Stored items:
——————————
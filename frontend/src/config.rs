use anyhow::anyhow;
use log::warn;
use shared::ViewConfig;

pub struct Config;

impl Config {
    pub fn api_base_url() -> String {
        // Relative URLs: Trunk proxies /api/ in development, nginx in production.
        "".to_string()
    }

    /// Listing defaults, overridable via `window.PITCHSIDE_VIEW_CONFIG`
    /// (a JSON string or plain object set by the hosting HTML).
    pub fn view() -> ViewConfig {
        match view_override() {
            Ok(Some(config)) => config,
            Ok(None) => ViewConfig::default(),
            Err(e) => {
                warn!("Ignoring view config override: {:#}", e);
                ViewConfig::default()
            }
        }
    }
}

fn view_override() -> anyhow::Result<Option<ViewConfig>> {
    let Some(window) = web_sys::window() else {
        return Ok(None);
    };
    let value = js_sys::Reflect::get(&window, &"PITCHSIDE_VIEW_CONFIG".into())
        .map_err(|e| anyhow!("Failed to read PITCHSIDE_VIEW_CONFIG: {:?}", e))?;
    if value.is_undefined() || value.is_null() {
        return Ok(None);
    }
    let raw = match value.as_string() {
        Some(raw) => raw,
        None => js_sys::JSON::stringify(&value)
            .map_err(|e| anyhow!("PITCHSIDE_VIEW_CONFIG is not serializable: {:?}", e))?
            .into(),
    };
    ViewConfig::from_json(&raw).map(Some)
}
——————————
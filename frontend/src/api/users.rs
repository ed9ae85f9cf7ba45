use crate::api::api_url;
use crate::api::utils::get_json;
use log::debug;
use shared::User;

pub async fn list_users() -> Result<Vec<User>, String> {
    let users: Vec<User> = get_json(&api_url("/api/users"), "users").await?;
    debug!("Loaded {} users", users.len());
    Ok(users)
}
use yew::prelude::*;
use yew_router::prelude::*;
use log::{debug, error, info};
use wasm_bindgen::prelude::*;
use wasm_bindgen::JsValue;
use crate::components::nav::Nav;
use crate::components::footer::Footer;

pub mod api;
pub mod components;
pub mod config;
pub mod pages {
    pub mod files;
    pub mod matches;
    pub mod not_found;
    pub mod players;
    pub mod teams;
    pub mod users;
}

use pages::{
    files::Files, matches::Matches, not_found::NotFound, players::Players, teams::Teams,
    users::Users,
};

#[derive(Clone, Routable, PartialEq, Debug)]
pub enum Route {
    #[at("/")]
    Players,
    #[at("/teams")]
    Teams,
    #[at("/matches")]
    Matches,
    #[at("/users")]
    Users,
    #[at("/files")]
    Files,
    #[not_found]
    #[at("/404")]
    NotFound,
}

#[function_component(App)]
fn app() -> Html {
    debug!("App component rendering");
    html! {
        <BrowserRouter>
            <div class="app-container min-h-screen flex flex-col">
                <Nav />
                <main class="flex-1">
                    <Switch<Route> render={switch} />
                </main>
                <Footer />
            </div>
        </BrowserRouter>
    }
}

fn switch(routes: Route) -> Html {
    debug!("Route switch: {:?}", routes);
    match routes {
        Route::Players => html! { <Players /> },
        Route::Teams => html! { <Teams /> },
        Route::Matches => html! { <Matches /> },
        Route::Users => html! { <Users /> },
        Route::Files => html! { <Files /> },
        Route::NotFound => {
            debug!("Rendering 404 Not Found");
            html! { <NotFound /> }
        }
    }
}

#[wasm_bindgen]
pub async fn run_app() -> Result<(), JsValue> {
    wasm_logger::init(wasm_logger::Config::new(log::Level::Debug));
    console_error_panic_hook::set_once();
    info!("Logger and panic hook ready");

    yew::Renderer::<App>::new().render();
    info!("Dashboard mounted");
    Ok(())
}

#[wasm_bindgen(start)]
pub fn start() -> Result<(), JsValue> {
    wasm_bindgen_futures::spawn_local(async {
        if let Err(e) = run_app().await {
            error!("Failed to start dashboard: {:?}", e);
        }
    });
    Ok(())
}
——————————
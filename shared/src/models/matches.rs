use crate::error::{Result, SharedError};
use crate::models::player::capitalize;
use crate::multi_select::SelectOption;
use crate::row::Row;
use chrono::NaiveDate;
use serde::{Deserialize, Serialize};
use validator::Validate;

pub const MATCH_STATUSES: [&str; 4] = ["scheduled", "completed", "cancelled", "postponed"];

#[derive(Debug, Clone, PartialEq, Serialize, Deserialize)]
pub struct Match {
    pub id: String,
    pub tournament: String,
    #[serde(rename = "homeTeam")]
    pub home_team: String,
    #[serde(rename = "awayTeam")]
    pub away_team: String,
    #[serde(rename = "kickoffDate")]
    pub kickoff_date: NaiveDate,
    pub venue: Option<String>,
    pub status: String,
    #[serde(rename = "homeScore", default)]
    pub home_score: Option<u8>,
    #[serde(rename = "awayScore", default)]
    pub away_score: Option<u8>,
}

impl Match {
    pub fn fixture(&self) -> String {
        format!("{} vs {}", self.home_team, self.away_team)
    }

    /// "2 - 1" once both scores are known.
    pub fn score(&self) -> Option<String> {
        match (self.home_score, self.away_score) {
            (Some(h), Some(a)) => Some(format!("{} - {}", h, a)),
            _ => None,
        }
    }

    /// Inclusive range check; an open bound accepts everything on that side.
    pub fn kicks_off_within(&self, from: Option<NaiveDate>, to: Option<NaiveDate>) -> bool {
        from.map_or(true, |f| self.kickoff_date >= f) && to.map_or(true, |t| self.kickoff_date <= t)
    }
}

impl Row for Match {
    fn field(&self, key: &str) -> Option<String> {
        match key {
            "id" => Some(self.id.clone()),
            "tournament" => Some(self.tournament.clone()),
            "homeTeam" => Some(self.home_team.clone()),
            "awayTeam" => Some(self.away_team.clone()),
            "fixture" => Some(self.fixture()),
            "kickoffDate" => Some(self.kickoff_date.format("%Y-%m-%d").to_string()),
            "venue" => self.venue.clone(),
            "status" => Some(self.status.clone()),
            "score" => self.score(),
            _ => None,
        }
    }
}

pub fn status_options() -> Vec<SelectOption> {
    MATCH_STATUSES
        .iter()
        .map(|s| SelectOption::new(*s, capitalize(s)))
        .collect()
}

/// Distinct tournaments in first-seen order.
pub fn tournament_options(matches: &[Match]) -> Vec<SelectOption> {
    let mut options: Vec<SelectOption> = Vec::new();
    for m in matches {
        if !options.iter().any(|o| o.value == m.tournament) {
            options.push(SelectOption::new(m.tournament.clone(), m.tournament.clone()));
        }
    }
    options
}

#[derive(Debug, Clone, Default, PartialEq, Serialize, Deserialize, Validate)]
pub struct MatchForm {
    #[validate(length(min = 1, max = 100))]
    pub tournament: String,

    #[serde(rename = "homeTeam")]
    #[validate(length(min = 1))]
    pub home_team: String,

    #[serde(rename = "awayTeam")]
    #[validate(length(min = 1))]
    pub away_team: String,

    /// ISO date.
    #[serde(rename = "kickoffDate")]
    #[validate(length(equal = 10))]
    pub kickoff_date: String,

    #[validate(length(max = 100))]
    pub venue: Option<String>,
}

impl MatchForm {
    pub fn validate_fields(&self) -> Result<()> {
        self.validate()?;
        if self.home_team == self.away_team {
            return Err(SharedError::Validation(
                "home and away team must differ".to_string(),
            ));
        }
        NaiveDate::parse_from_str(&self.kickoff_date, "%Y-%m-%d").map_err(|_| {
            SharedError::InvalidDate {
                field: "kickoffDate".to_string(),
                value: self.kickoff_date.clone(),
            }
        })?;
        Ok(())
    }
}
——————————
[Activity]: Where in the entries above does the word "kickoffDate" appear? Copy each line that has it.

[Output for this task]:
    #[serde(rename = "kickoffDate")]
            "kickoffDate" => Some(self.kickoff_date.format("%Y-%m-%d").to_string()),
    #[serde(rename = "kickoffDate")]
                field: "kickoffDate".to_string(),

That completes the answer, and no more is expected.